Your answer should consist of each line below that includes the word "CookieConfig".

● INFORMATION PROVIDED:
┌──
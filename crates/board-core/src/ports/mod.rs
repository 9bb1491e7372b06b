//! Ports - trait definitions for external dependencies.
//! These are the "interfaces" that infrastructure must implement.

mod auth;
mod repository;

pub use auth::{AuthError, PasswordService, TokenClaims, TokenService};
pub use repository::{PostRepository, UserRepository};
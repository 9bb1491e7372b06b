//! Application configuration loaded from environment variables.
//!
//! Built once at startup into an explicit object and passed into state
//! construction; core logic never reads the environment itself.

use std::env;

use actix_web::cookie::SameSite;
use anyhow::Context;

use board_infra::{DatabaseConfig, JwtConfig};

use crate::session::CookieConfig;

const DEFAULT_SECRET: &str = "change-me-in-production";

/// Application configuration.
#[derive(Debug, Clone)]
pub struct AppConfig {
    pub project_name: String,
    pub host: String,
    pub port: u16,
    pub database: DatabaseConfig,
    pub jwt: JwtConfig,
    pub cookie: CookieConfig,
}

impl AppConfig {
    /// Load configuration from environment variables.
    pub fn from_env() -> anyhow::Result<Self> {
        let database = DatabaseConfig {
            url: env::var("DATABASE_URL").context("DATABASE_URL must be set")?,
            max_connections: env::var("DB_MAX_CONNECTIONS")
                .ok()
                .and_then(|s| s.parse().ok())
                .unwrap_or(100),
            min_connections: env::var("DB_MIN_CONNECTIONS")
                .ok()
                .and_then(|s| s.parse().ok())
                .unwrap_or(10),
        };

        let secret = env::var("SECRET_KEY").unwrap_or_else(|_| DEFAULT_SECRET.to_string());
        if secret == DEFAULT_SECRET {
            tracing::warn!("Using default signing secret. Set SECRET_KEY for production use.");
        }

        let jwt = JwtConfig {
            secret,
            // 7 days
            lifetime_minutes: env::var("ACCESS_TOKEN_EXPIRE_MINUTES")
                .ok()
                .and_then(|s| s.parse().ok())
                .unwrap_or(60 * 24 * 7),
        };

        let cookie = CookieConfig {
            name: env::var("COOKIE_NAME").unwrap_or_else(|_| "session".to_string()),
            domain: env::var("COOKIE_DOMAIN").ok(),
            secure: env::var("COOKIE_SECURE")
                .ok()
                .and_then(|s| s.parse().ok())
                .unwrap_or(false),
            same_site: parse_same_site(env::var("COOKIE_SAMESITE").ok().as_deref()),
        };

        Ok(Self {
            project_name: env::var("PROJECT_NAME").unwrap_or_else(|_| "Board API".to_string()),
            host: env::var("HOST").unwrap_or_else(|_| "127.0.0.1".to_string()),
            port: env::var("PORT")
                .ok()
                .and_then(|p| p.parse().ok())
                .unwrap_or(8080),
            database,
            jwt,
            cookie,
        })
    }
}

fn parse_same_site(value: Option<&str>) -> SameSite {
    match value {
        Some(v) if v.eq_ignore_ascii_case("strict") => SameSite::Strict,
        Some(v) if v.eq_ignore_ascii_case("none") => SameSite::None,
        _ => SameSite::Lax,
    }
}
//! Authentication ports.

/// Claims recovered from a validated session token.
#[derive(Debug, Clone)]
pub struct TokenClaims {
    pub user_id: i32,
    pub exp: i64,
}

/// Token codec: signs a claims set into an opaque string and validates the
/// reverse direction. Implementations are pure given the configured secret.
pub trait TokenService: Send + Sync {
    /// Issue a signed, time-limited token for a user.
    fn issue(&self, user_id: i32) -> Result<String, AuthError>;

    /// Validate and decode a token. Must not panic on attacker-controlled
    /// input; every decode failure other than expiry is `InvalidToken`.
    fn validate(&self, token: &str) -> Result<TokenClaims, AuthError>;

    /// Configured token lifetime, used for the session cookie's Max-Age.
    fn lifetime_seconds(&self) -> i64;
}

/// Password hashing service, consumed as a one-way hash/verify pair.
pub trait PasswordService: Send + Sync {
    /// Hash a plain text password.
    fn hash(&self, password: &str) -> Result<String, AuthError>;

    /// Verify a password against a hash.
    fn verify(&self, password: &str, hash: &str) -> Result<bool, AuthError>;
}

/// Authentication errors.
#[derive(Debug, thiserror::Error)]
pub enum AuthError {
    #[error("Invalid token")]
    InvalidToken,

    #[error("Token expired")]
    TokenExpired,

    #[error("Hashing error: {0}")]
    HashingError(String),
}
└──
┌──
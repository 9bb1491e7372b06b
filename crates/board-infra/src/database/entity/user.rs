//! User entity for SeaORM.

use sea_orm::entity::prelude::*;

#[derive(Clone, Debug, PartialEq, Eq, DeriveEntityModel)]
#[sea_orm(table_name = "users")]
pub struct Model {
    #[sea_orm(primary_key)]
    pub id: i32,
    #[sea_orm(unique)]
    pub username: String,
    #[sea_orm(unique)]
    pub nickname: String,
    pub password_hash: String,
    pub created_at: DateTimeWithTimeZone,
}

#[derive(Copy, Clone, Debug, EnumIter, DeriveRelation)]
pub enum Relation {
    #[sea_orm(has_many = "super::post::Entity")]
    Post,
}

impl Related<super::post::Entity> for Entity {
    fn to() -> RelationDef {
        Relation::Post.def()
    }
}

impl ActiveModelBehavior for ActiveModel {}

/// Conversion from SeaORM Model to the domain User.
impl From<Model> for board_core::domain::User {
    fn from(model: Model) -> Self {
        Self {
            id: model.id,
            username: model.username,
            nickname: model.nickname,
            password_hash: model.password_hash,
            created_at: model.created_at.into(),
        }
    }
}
└──
● ANSWER BOX:
use crate::session::CookieConfig;
    pub cookie: CookieConfig,
        let cookie = CookieConfig {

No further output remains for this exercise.